==== Materials provided

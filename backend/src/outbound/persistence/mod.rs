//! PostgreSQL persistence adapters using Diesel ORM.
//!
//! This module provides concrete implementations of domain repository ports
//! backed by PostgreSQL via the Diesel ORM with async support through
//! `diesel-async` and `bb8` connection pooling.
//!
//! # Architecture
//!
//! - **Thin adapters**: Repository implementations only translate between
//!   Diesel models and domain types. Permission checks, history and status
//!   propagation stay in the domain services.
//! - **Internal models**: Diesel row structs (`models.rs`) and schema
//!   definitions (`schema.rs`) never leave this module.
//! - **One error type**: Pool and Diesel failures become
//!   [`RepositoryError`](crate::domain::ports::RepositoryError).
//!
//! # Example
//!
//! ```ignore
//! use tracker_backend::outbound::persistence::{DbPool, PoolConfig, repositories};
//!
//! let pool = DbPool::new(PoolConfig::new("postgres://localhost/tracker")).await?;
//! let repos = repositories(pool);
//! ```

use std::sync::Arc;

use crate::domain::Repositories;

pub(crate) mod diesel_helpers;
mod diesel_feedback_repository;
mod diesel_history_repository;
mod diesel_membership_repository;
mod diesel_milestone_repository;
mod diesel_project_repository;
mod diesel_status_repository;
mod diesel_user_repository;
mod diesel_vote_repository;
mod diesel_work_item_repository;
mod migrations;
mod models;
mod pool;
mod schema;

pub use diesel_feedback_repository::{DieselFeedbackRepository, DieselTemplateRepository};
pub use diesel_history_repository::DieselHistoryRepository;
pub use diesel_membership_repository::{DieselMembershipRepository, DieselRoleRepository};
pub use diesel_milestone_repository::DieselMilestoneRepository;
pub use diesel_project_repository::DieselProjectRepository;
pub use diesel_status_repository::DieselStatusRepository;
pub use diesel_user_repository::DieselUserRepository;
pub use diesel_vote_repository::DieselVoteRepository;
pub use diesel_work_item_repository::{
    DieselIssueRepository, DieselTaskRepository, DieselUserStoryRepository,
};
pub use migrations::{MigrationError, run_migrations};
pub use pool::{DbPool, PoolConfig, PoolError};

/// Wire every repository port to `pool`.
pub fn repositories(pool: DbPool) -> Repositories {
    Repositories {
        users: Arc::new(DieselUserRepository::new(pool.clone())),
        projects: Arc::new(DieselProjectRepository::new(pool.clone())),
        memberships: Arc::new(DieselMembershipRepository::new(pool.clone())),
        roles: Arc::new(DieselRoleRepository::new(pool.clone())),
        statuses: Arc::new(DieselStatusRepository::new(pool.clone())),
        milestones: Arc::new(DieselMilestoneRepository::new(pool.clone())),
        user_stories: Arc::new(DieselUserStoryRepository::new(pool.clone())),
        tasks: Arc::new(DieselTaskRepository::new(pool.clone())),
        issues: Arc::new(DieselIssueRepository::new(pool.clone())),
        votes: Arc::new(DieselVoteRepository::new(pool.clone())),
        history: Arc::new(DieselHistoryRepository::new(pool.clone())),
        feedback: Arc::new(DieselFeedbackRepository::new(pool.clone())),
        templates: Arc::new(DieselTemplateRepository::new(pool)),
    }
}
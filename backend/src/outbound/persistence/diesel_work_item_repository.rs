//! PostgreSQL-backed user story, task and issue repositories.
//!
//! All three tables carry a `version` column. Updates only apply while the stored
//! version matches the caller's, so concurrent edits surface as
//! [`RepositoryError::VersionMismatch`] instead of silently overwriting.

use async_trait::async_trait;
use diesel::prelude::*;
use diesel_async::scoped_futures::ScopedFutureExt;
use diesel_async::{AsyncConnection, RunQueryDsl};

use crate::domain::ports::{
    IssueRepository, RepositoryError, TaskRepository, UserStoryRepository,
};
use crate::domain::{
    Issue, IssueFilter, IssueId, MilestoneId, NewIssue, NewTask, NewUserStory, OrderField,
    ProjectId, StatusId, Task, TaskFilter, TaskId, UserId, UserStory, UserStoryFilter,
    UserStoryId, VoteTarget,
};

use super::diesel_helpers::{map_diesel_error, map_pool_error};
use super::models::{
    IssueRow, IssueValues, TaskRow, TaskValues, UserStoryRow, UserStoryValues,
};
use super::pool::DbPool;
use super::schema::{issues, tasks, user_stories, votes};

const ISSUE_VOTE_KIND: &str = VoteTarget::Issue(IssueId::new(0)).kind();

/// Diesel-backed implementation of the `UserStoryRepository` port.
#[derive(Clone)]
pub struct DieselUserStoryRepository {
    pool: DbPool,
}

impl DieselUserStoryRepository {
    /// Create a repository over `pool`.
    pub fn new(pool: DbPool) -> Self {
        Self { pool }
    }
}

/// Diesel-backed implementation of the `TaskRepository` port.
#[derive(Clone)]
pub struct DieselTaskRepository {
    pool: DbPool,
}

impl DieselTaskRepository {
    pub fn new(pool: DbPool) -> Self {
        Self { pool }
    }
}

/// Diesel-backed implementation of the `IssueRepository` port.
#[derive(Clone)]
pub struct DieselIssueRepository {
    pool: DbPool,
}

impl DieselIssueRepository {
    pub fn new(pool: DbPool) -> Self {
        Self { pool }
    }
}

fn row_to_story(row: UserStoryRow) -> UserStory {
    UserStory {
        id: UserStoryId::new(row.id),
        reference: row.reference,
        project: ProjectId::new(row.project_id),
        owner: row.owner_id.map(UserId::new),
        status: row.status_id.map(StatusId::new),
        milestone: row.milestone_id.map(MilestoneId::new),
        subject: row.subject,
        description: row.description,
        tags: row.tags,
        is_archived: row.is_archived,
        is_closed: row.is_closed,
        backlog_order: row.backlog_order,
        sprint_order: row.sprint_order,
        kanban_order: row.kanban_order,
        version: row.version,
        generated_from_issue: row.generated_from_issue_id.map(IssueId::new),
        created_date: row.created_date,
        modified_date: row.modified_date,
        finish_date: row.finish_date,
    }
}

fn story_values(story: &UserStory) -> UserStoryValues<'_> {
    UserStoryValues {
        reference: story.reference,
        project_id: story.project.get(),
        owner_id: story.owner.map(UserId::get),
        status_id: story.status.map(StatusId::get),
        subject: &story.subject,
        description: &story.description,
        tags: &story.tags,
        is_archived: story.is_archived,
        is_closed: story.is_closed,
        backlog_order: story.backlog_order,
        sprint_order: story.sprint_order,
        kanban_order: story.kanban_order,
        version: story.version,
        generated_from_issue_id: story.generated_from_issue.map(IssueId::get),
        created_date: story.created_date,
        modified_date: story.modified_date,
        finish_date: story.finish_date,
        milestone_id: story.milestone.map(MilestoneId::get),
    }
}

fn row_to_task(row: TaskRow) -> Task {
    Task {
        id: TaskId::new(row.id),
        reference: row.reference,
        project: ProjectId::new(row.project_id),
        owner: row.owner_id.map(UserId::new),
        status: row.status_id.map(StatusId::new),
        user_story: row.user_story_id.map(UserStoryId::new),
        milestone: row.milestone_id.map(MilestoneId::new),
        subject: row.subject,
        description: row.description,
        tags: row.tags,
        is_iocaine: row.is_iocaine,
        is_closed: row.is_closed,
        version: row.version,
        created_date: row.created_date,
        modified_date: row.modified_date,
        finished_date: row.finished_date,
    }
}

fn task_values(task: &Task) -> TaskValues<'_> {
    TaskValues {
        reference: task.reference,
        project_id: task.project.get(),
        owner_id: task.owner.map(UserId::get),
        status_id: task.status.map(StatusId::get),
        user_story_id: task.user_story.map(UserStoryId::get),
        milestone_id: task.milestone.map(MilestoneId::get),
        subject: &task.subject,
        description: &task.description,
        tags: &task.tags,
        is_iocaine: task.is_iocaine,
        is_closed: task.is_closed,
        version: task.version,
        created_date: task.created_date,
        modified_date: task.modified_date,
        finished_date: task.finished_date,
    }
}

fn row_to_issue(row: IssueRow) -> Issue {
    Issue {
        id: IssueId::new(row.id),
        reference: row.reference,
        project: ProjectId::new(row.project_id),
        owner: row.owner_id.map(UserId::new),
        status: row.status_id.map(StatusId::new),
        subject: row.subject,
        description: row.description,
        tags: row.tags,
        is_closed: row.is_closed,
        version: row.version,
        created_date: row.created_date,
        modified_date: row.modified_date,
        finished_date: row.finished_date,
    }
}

========

§ **Work to be completed**
Go through the entries above and copy every line containing "DieselRoleRepository".

§ **Task result**
pub use diesel_membership_repository::{DieselMembershipRepository, DieselRoleRepository};
        roles: Arc::new(DieselRoleRepository::new(pool.clone())),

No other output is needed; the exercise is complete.